# [PROBLEM DESCRIPTION]
Which lines below hold the word "const"? Copy all of them.

# [SUPPLIED MATERIAL]
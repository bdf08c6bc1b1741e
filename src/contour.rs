//! Closed polygon boundaries recovered from flattened outlines.

use crate::config::UnclosedSubpathPolicy;
use crate::errors::GlyphError;
use crate::float_types::{EPSILON, Real};
use crate::outline::{FlattenedOutline, Outline, PathCommand};
use geo::{Contains, Coord, LineString, Polygon as GeoPolygon};
use nalgebra::Point3;

const INITIAL_CAPACITY: usize = 32;

/// One closed boundary of a glyph, stored in authored order at z = 0.
///
/// The last point connects back to the first implicitly; a repeated closing
/// point is never stored.
#[derive(Debug, Clone, Default, PartialEq)]
pub struct Contour {
    points: Vec<Point3<Real>>,
}

impl Contour {
    /// An empty contour; nothing is allocated until the first point arrives.
    pub const fn new() -> Self {
        Contour { points: Vec::new() }
    }

    /// Build a contour from 2D points, e.g. for tests or hand-made shapes.
    pub fn from_xy(points: &[[Real; 2]]) -> Self {
        let mut contour = Contour::new();
        for &[x, y] in points {
            contour.push(x, y);
        }
        contour.remove_closing_duplicate();
        contour
    }

    /// Append a point, skipping it when it repeats the previous one.
    ///
    /// Storage starts at 32 points and grows by ~1.61× when full.
    pub fn push(&mut self, x: Real, y: Real) {
        let p = Point3::new(x, y, 0.0);
        if let Some(last) = self.points.last() {
            if (last - p).norm_squared() <= EPSILON * EPSILON {
                return;
            }
        }
        if self.points.len() == self.points.capacity() {
            let grown = (self.points.capacity() as f64 * 1.61) as usize;
            self.points
                .reserve_exact(grown.max(INITIAL_CAPACITY) - self.points.len());
        }
        self.points.push(p);
    }

    pub fn points(&self) -> &[Point3<Real>] {
        &self.points
    }

    pub fn len(&self) -> usize {
        self.points.len()
    }

    pub fn is_empty(&self) -> bool {
        self.points.is_empty()
    }

    /// A contour needs at least three distinct points to enclose any area.
    pub fn is_valid(&self) -> bool {
        self.points.len() >= 3
    }

    /// Shoelace area in the XY plane; positive for counter-clockwise (y up).
    pub fn signed_area(&self) -> Real {
        let n = self.points.len();
        (0..n)
            .map(|i| {
                let a = self.points[i];
                let b = self.points[(i + 1) % n];
                a.x * b.y - b.x * a.y
            })
            .sum::<Real>()
            * 0.5
    }

    /// Reverse the winding direction.
    pub fn reverse(&mut self) {
        self.points.reverse();
    }

    /// The contour as a closed geo ring, z discarded.
    pub fn to_line_string(&self) -> LineString<Real> {
        let mut coords: Vec<Coord<Real>> = self
            .points
            .iter()
            .map(|p| Coord { x: p.x, y: p.y })
            .collect();
        if let Some(&first) = coords.first() {
            coords.push(first);
        }
        LineString::new(coords)
    }

    fn remove_closing_duplicate(&mut self) {
        while self.points.len() > 1 {
            let (first, last) = (self.points[0], self.points[self.points.len() - 1]);
            if (first - last).norm_squared() > EPSILON * EPSILON {
                break;
            }
            self.points.pop();
        }
    }
}

/// Group the segments of a flattened outline into closed contours.
pub fn build_contours(
    outline: &FlattenedOutline,
    policy: UnclosedSubpathPolicy,
) -> Result<Vec<Contour>, GlyphError> {
    build_contours_from(outline.outline(), policy)
}

/// Same as [`build_contours`] for an arbitrary outline; curve commands are a
/// precondition violation and fail with [`GlyphError::CurveNotFlattened`].
pub fn build_contours_from(
    outline: &Outline,
    policy: UnclosedSubpathPolicy,
) -> Result<Vec<Contour>, GlyphError> {
    let mut contours = Vec::new();
    let mut current = Contour::new();

    for command in &outline.commands {
        match *command {
            PathCommand::MoveTo(p) => {
                if !current.is_empty() {
                    match policy {
                        UnclosedSubpathPolicy::Warn => {
                            log::warn!(
                                "open subpaths are not supported; all contours must be closed (move-to {p} while {} points are pending)",
                                current.len()
                            );
                        },
                        UnclosedSubpathPolicy::AutoClose => {
                            log::warn!("auto-closing open subpath of {} points", current.len());
                            finish(&mut contours, std::mem::take(&mut current));
                        },
                        UnclosedSubpathPolicy::Reject => {
                            return Err(GlyphError::MalformedOutline(format!(
                                "move-to {p} while a subpath of {} points is still open",
                                current.len()
                            )));
                        },
                    }
                }
                current.push(p.x, p.y);
            },
            PathCommand::LineTo(p) => current.push(p.x, p.y),
            PathCommand::QuadTo { to, .. } | PathCommand::CubicTo { to, .. } => {
                return Err(GlyphError::CurveNotFlattened(to));
            },
            PathCommand::Close => finish(&mut contours, std::mem::take(&mut current)),
        }
    }

    if !current.is_empty() {
        match policy {
            UnclosedSubpathPolicy::Warn => {
                log::warn!(
                    "dropping trailing open subpath of {} points",
                    current.len()
                );
            },
            UnclosedSubpathPolicy::AutoClose => finish(&mut contours, current),
            UnclosedSubpathPolicy::Reject => {
                return Err(GlyphError::MalformedOutline(format!(
                    "outline ends with an open subpath of {} points",
                    current.len()
                )));
            },
        }
    }

    Ok(contours)
}

fn finish(contours: &mut Vec<Contour>, mut contour: Contour) {
    contour.remove_closing_duplicate();
    if contour.is_valid() {
        contours.push(contour);
    } else {
        log::debug!("discarding degenerate contour with {} points", contour.len());
    }
}

/// Where a contour sits among the other contours of its glyph.
#[derive(Debug, Clone, Copy, Default, PartialEq, Eq)]
pub struct Nesting {
    /// Number of other contours enclosing this one.
    pub depth: usize,
    /// The smallest enclosing contour.
    pub parent: Option<usize>,
}

/// Nesting of every contour, tested at its first point. Contours with fewer than
/// three points get depth 0 and never enclose anything.
pub fn nesting(contours: &[Contour]) -> Vec<Nesting> {
    let rings: Vec<Option<GeoPolygon<Real>>> = contours
        .iter()
        .map(|c| {
            c.is_valid()
                .then(|| GeoPolygon::new(c.to_line_string(), vec![]))
        })
        .collect();
    let areas: Vec<Real> = contours.iter().map(|c| c.signed_area().abs()).collect();

    contours
        .iter()
        .enumerate()
        .map(|(i, contour)| {
            let mut nesting = Nesting::default();
            let (Some(_), Some(first)) = (&rings[i], contour.points().first()) else {
                return nesting;
            };
            let start = Coord {
                x: first.x,
                y: first.y,
            };
            let mut best_area = Real::MAX;
            for (j, ring) in rings.iter().enumerate() {
                let Some(ring) = ring else { continue };
                if i == j || !ring.contains(&start) {
                    continue;
                }
                nesting.depth += 1;
                if areas[j] < best_area {
                    best_area = areas[j];
                    nesting.parent = Some(j);
                }
            }
            nesting
        })
        .collect()
}

/// Wind contours at even nesting depth clockwise and at odd depth
/// counter-clockwise (y up), whatever direction they were authored in.
///
/// The extruder stitches walls in contour order, so this is what makes walls
/// face away from the filled region.
pub fn orient_contours(contours: &mut [Contour]) {
    let nesting = nesting(contours);
    for (contour, nesting) in contours.iter_mut().zip(nesting) {
        let clockwise = contour.signed_area() < 0.0;
        if clockwise != (nesting.depth % 2 == 0) {
            contour.reverse();
        }
    }
}

impl FlattenedOutline {
    /// Group this outline into closed contours, see [`build_contours`].
    pub fn contours(&self, policy: UnclosedSubpathPolicy) -> Result<Vec<Contour>, GlyphError> {
        build_contours(self, policy)
    }
}

#[cfg(test)]
mod tests {
    use super::*;

    #[test]
    fn push_grows_past_initial_capacity() {
        let mut contour = Contour::new();
        for i in 0..100 {
            contour.push(i as Real, (i * i) as Real);
        }
        assert_eq!(contour.len(), 100);
        assert!(contour.points.capacity() >= 100);
    }

    #[test]
    fn empty_contour_does_not_allocate() {
        let mut contour = Contour::default();
        assert_eq!(contour.points.capacity(), 0);
        contour.push(1.0, 2.0);
        assert!(contour.points.capacity() >= INITIAL_CAPACITY);
    }

    #[test]
    fn push_skips_repeated_point() {
        let mut contour = Contour::new();
        contour.push(1.0, 1.0);
        contour.push(1.0, 1.0);
        contour.push(2.0, 1.0);
        assert_eq!(contour.len(), 2);
    }

    #[test]
    fn closing_duplicate_is_removed() {
        let contour = Contour::from_xy(&[[0.0, 0.0], [1.0, 0.0], [1.0, 1.0], [0.0, 0.0]]);
        assert_eq!(contour.len(), 3);
        let ring = contour.to_line_string();
        assert_eq!(ring.0.len(), 4);
        assert_eq!(ring.0.first(), ring.0.last());
    }

    #[test]
    fn signed_area_sign_follows_orientation() {
        let ccw = Contour::from_xy(&[[0.0, 0.0], [2.0, 0.0], [2.0, 2.0], [0.0, 2.0]]);
        let cw = Contour::from_xy(&[[0.0, 0.0], [0.0, 2.0], [2.0, 2.0], [2.0, 0.0]]);
        assert_eq!(ccw.signed_area(), 4.0);
        assert_eq!(cw.signed_area(), -4.0);
    }

    #[test]
    fn orientation_follows_nesting_depth() {
        let mut contours = vec![
            // counter-clockwise outer, clockwise hole, counter-clockwise island
            Contour::from_xy(&[[0.0, 0.0], [10.0, 0.0], [10.0, 10.0], [0.0, 10.0]]),
            Contour::from_xy(&[[2.0, 2.0], [2.0, 8.0], [8.0, 8.0], [8.0, 2.0]]),
            Contour::from_xy(&[[4.0, 4.0], [6.0, 4.0], [6.0, 6.0], [4.0, 6.0]]),
        ];
        let depths: Vec<usize> = nesting(&contours).iter().map(|n| n.depth).collect();
        assert_eq!(depths, vec![0, 1, 2]);
        assert_eq!(nesting(&contours)[2].parent, Some(1));

        orient_contours(&mut contours);
        assert!(contours[0].signed_area() < 0.0);
        assert!(contours[1].signed_area() > 0.0);
        assert!(contours[2].signed_area() < 0.0);
    }
}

# [EXPECTED OUTPUT]
const INITIAL_CAPACITY: usize = 32;
    pub const fn new() -> Self {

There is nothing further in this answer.